WHAT THE TASK ASKS
Where the records below show a line containing "pub struct AuthResult", start copying; end with the line containing "pub async fn", and copy it too.

[Saved data entries]
<<<<

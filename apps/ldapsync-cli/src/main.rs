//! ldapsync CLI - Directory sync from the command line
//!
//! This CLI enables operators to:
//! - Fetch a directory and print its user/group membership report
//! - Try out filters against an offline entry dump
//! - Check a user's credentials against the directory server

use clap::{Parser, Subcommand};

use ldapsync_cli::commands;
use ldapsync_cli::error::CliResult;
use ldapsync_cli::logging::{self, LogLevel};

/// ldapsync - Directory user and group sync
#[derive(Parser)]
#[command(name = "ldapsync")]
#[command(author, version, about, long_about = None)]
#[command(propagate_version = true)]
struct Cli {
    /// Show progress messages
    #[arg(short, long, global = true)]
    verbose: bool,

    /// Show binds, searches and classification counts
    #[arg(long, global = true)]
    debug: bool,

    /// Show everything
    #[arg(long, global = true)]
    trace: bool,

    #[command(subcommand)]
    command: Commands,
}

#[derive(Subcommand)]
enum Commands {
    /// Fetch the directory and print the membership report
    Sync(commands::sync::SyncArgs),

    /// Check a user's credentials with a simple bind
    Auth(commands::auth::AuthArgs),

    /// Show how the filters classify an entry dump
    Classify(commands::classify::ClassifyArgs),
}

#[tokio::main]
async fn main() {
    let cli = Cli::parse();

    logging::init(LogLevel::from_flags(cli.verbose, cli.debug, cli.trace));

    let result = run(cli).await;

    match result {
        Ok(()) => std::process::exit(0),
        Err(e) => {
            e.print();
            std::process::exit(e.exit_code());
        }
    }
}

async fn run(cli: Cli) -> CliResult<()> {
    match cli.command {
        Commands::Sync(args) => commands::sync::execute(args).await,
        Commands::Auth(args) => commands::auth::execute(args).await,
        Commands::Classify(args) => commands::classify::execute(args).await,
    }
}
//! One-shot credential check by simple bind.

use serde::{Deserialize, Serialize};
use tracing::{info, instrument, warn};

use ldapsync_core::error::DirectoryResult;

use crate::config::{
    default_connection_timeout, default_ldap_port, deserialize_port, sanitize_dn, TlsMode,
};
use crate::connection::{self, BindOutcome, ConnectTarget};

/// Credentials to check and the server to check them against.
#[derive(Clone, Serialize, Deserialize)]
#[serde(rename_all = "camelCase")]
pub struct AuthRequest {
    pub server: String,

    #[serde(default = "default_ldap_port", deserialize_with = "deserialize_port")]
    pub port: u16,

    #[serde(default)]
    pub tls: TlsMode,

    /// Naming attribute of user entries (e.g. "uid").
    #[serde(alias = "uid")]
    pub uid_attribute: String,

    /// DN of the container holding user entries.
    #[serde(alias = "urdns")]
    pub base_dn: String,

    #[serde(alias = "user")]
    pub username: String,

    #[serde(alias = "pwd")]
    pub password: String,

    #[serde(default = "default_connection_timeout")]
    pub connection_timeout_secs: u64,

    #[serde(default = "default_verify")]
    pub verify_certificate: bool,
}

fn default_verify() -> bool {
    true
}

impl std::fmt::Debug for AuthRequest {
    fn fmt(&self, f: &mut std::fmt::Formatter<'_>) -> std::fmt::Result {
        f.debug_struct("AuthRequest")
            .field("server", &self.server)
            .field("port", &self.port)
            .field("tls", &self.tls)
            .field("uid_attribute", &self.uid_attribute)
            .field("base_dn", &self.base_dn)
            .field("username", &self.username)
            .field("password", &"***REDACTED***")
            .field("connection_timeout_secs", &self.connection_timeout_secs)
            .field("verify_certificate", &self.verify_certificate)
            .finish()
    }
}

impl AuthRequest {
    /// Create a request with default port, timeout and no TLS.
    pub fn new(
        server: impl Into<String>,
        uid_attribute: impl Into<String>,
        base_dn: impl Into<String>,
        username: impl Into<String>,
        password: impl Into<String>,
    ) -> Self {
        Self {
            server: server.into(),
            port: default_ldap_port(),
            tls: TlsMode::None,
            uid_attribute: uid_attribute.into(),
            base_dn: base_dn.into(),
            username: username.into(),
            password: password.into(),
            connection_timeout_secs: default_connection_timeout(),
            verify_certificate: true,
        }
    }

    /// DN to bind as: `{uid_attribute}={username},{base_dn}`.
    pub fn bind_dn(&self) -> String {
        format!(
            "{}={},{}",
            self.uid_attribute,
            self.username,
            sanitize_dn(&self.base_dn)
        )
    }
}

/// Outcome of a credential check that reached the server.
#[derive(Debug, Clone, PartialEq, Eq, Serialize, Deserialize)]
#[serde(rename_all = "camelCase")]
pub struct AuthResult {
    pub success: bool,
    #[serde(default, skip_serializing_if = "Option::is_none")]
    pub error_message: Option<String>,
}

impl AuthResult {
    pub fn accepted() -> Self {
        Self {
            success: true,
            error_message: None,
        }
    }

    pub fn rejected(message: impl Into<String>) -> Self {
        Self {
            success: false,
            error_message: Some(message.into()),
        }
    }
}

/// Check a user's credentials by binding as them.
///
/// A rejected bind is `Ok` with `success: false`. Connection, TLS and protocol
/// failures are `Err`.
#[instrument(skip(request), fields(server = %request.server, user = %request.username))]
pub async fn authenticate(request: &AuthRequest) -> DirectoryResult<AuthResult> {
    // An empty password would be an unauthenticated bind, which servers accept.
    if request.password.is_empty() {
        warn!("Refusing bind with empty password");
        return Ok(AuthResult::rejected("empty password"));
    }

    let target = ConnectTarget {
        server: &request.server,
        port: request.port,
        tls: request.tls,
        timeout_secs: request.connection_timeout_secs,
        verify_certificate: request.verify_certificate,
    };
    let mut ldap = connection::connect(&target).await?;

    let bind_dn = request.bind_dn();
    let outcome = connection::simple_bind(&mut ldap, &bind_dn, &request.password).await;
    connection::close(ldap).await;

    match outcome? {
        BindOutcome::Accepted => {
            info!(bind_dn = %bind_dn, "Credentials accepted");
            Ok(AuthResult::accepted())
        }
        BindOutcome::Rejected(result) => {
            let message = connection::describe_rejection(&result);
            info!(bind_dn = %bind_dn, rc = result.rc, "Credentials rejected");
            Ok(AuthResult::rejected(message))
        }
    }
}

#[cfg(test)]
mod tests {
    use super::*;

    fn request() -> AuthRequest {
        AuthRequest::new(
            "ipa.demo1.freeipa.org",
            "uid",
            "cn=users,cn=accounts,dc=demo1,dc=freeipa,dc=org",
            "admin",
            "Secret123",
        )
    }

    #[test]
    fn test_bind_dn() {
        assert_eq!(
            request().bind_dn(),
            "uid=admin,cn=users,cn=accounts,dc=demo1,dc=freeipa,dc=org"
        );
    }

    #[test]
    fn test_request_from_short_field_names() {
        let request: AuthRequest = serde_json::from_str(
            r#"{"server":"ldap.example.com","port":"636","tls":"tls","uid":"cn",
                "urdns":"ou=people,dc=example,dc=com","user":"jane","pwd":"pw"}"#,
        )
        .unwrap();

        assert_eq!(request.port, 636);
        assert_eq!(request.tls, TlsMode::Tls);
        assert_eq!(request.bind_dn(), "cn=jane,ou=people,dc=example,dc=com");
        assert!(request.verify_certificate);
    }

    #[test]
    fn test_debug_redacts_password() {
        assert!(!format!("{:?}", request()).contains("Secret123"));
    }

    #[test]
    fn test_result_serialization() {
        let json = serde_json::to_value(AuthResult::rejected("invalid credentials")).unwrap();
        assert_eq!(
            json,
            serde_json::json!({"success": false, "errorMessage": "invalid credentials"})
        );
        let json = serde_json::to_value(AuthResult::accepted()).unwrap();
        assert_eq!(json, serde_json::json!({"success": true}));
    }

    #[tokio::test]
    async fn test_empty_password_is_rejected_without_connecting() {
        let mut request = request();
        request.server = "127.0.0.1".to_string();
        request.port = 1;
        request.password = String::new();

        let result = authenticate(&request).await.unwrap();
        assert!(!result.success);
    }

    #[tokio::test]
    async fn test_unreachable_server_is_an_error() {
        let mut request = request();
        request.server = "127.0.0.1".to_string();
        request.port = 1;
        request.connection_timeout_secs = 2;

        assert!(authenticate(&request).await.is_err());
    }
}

>>>>

EXPECTED OUTPUT
pub struct AuthResult {
    pub success: bool,
    #[serde(default, skip_serializing_if = "Option::is_none")]
    pub error_message: Option<String>,
}

impl AuthResult {
    pub fn accepted() -> Self {
        Self {
            success: true,
            error_message: None,
        }
    }

    pub fn rejected(message: impl Into<String>) -> Self {
        Self {
            success: false,
            error_message: Some(message.into()),
        }
    }
}

/// Check a user's credentials by binding as them.
///
/// A rejected bind is `Ok` with `success: false`. Connection, TLS and protocol
/// failures are `Err`.
#[instrument(skip(request), fields(server = %request.server, user = %request.username))]
pub async fn authenticate(request: &AuthRequest) -> DirectoryResult<AuthResult> {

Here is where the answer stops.